[AIM OF THE TASK]: Each entry in the material below should be copied without any alteration.
DATA SHOWN section start
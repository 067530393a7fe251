//! Closed vocabularies used by title extraction.
//!
//! The company list is scanned in order, so more specific names must come
//! before names they contain.

use lazy_static::lazy_static;
use std::collections::HashSet;

/// Companies recognized in titles, lowercase.
pub const KNOWN_COMPANIES: &[&str] = &[
    "nvidia",
    "openai",
    "anthropic",
    "deepmind",
    "google",
    "microsoft",
    "apple",
    "amazon",
    "meta",
    "tesla",
    "intel",
    "amd",
    "ibm",
    "qualcomm",
    "samsung",
    "baidu",
    "alibaba",
    "tencent",
    "huawei",
    "bytedance",
];

// Words that carry no clustering signal in headlines
const STOP_WORDS_LIST: &[&str] = &[
    "the", "an", "and", "or", "but", "of", "in", "on", "at", "to", "for", "from", "by", "with",
    "as", "is", "are", "was", "were", "be", "been", "its", "it", "this", "that", "these", "those",
    "into", "over", "after", "before", "about", "new", "says", "said", "will", "has", "have",
    "how", "why", "what", "who", "than", "more", "up", "out", "via", "vs",
];

lazy_static! {
    pub static ref STOP_WORDS: HashSet<&'static str> = STOP_WORDS_LIST.iter().copied().collect();
}

pub fn is_stop_word(token: &str) -> bool {
    STOP_WORDS.contains(token)
}

#[cfg(test)]
mod tests {
    use super::*;

    #[test]
    fn test_company_list_is_lowercase_and_unique() {
        let unique: HashSet<_> = KNOWN_COMPANIES.iter().collect();
        assert_eq!(unique.len(), KNOWN_COMPANIES.len());
        assert!(KNOWN_COMPANIES.iter().all(|c| c.to_lowercase() == *c));
    }

    #[test]
    fn test_no_company_is_a_stop_word() {
        assert!(KNOWN_COMPANIES.iter().all(|c| !is_stop_word(c)));
        assert!(is_stop_word("the"));
    }
}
DATA SHOWN section end
[EXPECTED ANSWER]:
repository 067530393a7fe251
//! Closed vocabularies used by title extraction.
//!
//! The company list is scanned in order, so more specific names must come
//! before names they contain.

use lazy_static::lazy_static;
use std::collections::HashSet;

/// Companies recognized in titles, lowercase.
pub const KNOWN_COMPANIES: &[&str] = &[
    "nvidia",
    "openai",
    "anthropic",
    "deepmind",
    "google",
    "microsoft",
    "apple",
    "amazon",
    "meta",
    "tesla",
    "intel",
    "amd",
    "ibm",
    "qualcomm",
    "samsung",
    "baidu",
    "alibaba",
    "tencent",
    "huawei",
    "bytedance",
];

// Words that carry no clustering signal in headlines
const STOP_WORDS_LIST: &[&str] = &[
    "the", "an", "and", "or", "but", "of", "in", "on", "at", "to", "for", "from", "by", "with",
    "as", "is", "are", "was", "were", "be", "been", "its", "it", "this", "that", "these", "those",
    "into", "over", "after", "before", "about", "new", "says", "said", "will", "has", "have",
    "how", "why", "what", "who", "than", "more", "up", "out", "via", "vs",
];

lazy_static! {
    pub static ref STOP_WORDS: HashSet<&'static str> = STOP_WORDS_LIST.iter().copied().collect();
}

pub fn is_stop_word(token: &str) -> bool {
    STOP_WORDS.contains(token)
}

#[cfg(test)]
mod tests {
    use super::*;

    #[test]
    fn test_company_list_is_lowercase_and_unique() {
        let unique: HashSet<_> = KNOWN_COMPANIES.iter().collect();
        assert_eq!(unique.len(), KNOWN_COMPANIES.len());
        assert!(KNOWN_COMPANIES.iter().all(|c| c.to_lowercase() == *c));
    }

    #[test]
    fn test_no_company_is_a_stop_word() {
        assert!(KNOWN_COMPANIES.iter().all(|c| !is_stop_word(c)));
        assert!(is_stop_word("the"));
    }
}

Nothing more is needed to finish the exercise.